维生素K_(2)对大鼠创伤性脑损伤的影响及其与NLRP3炎症小体的关系

Effect of vitamin K_(2) on traumatic brain injury and the relationship with NLRP3 inflammasomes in rats

目的评价维生素K2对大鼠创伤性脑损伤的影响及其与NOD样受体热蛋白结构域相关蛋白3(NLRP3)炎症小体的关系。方法SPF级健康雄性SD大鼠36只,体重280~300 g,采用随机数字表法分为3组(n=12):假手术组(Sham组)、创伤性脑损伤组(TBI组)和创伤性脑损伤+维生素K2组(TBI+VK2组)。采用改良Feeney法建立大鼠创伤性脑损伤模型。TBI+VK2组于脑损伤模型制备后30 min时腹腔注射维生素K2400 mg/kg(用DMSO溶解),Sham组和TBI组分别腹腔注射等容量DMSO。于模型制备后24 h时进行改良神经功能缺损评分(mNSS)和旷场实验,行为学测定结束后处死大鼠,取脑,采用干湿重法测定脑含水量,采用TTC法检测脑损伤体积百分比,采用ELISA法检测损伤侧皮层IL-1β、IL-18和caspase-1含量,采用Western blot法检测损伤侧皮层NLRP3、caspase-1和IL-18表达水平。结果与Sham组比较,TBI组大鼠mNSS评分升高,运动总路程和中央区域停留时间减少,脑含水量和脑损伤体积百分比升高,损伤侧皮层IL-1β、IL-18和caspase-1含量升高,NLRP3、caspase-1和IL-18表达上调(P<0.05或0.01);与TBI组比较,TBI+VK2组大鼠mNSS评分降低,运动总路程和中央区域停留时间增加,脑含水量和脑损伤体积百分比降低,损伤侧皮层IL-1β、IL-18和caspase-1含量降低,NLRP3、caspase-1和IL-18表达下调(P<0.05或0.01)。结论维生素K2可减轻大鼠创伤性脑损伤,其机制可能与抑制NLRP3炎症小体激活有关。

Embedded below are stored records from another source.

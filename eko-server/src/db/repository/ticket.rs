//! Ticket Repository
//!
//! Tickets are append-only; there is no update path. Deletion only
//! happens through the company/site cascade.

use surrealdb::{RecordId, Surreal};
use surrealdb::engine::local::Db;

use super::{BaseRepository, RepoError, RepoResult};
use crate::db::models::Ticket;

const TABLE: &str = "ticket";

/// Admin ticket listing filters. All optional, combined with AND.
#[derive(Debug, Clone, Default)]
pub struct TicketFilter {
    /// Inclusive lower bound, Unix millis
    pub start: Option<i64>,
    /// Exclusive upper bound, Unix millis
    pub end: Option<i64>,
    pub company: Option<RecordId>,
    pub site: Option<RecordId>,
    /// Case-insensitive substring over guard/site/company name
    pub search: Option<String>,
}

#[derive(Clone)]
pub struct TicketRepository {
    base: BaseRepository,
}

impl TicketRepository {
    pub fn new(db: Surreal<Db>) -> Self {
        Self {
            base: BaseRepository::new(db),
        }
    }

    /// Insert a new ticket
    pub async fn insert(&self, ticket: Ticket) -> RepoResult<Ticket> {
        let created: Option<Ticket> = self.base.db().create(TABLE).content(ticket).await?;
        created.ok_or_else(|| RepoError::Database("insert returned no record".into()))
    }

    /// All tickets for one site, oldest first.
    ///
    /// The budget evaluator filters this ledger to the active window;
    /// keeping the query unwindowed keeps one code path for budget
    /// usage, reporting, and admission.
    pub async fn list_for_site(&self, site: RecordId) -> RepoResult<Vec<Ticket>> {
        let tickets: Vec<Ticket> = self
            .base
            .db()
            .query("SELECT * FROM ticket WHERE site_id = $site ORDER BY created_at")
            .bind(("site", site))
            .await?
            .take(0)?;
        Ok(tickets)
    }

    /// Admin listing with optional filters, newest first
    pub async fn list_filtered(&self, filter: TicketFilter) -> RepoResult<Vec<Ticket>> {
        let mut conditions: Vec<&str> = Vec::new();
        if filter.start.is_some() {
            conditions.push("created_at >= $start");
        }
        if filter.end.is_some() {
            conditions.push("created_at < $end");
        }
        if filter.company.is_some() {
            conditions.push("company_id = $company");
        }
        if filter.site.is_some() {
            conditions.push("site_id = $site");
        }
        if filter.search.is_some() {
            conditions.push(
                "(string::contains(string::lowercase(guard_name), $search) \
                 OR string::contains(string::lowercase(site_name), $search) \
                 OR string::contains(string::lowercase(company_name), $search))",
            );
        }

        let mut sql = String::from("SELECT * FROM ticket");
        if !conditions.is_empty() {
            sql.push_str(" WHERE ");
            sql.push_str(&conditions.join(" AND "));
        }
        sql.push_str(" ORDER BY created_at DESC");

        let mut query = self.base.db().query(sql);
        if let Some(start) = filter.start {
            query = query.bind(("start", start));
        }
        if let Some(end) = filter.end {
            query = query.bind(("end", end));
        }
        if let Some(company) = filter.company {
            query = query.bind(("company", company));
        }
        if let Some(site) = filter.site {
            query = query.bind(("site", site));
        }
        if let Some(search) = filter.search {
            query = query.bind(("search", search.to_lowercase()));
        }

        let tickets: Vec<Ticket> = query.await?.take(0)?;
        Ok(tickets)
    }
}
//! Company Model

use serde::{Deserialize, Serialize};

/// Company entity - owns zero or more sites
#[derive(Debug, Clone, Serialize, Deserialize)]
pub struct Company {
    pub id: Option<String>,
    pub name: String,
}

/// Create company payload
#[derive(Debug, Clone, Serialize, Deserialize)]
pub struct CompanyCreate {
    pub name: String,
}

/// Update company payload
#[derive(Debug, Clone, Serialize, Deserialize)]
pub struct CompanyUpdate {
    pub name: Option<String>,
}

Objective To evaluate the effect of vitamin K_(2) on traumatic brain injury(TBI)and the relationship with nucleotide-binding oligomerization domain-like receptor family pyrin domain containing 3(NLRP3)inflammasomes in rats.Methods Thirty-six SPF healthy male Sprague-Dawley rats,weighing 280-300 g,were divided into 3 groups(n=12 each)by a random number table method:sham operation group(group Sham),group TBI and TBI plus vitamin K_(2) group(group TBI+VK_(2)).The TBI model was developed using modified Feeney′s method.In TBI+VK_(2) group,vitamin K_(2)400 mg/kg(dissolved in dimethyl sulfoxide)was intraperitoneally injected at 30 min after developing TBI model.The equal volume of dimethyl sulfoxide was intraperitoneally injected in group Sham and group TBI.The modified neurological severity score(mNSS)was measured and open field tests were performed at 24 h after development of TBI.The rats were sacrificed after the end of behavioral testing,and brains were obtained for measurement of brain water content(by wet-dry weight method),percentage of brain injury volume(by TTC assay),contents of interleukin-1β(IL-1β),IL-18 and caspase-1 in cortex on the injured side(by enzyme-linked immunosorbent assay)and expression of NLRP3,caspase-1 and IL-18 in cortex on the injured side(by Western blot).Results Compared with group Sham,the mNSS score was significantly increased,the total distance travelled was reduced,the time spent in the central zone was shortened,the brain water content and percentage of brain injury volume were increased,the contents of IL-1β,IL-18 and caspase-1 in cortex on the injured side were increased,and the expression of NLRP3,caspase-1 and IL-18 was up-regulated in group TBI(P<0.05 or 0.01).Compared with group TBI,the mNSS score was significantly decreased,the total distance travelled was increased,the time spent in the central zone was prolonged,the brain water content and percentage of brain injury volume were decreased,the contents of IL-1β,IL-18 and caspase-1 in cortex on the injured side were decreased,and the expression of NLRP3,caspase-1 and IL-18 was down-regulated in group TBI+VK_(2)(P<0.05 or 0.01).Conclusions Vitamin K_(2) can reduce TBI,and the mechanism may be related to inhibition of the activation of NLRP3 inflammasomes in rats.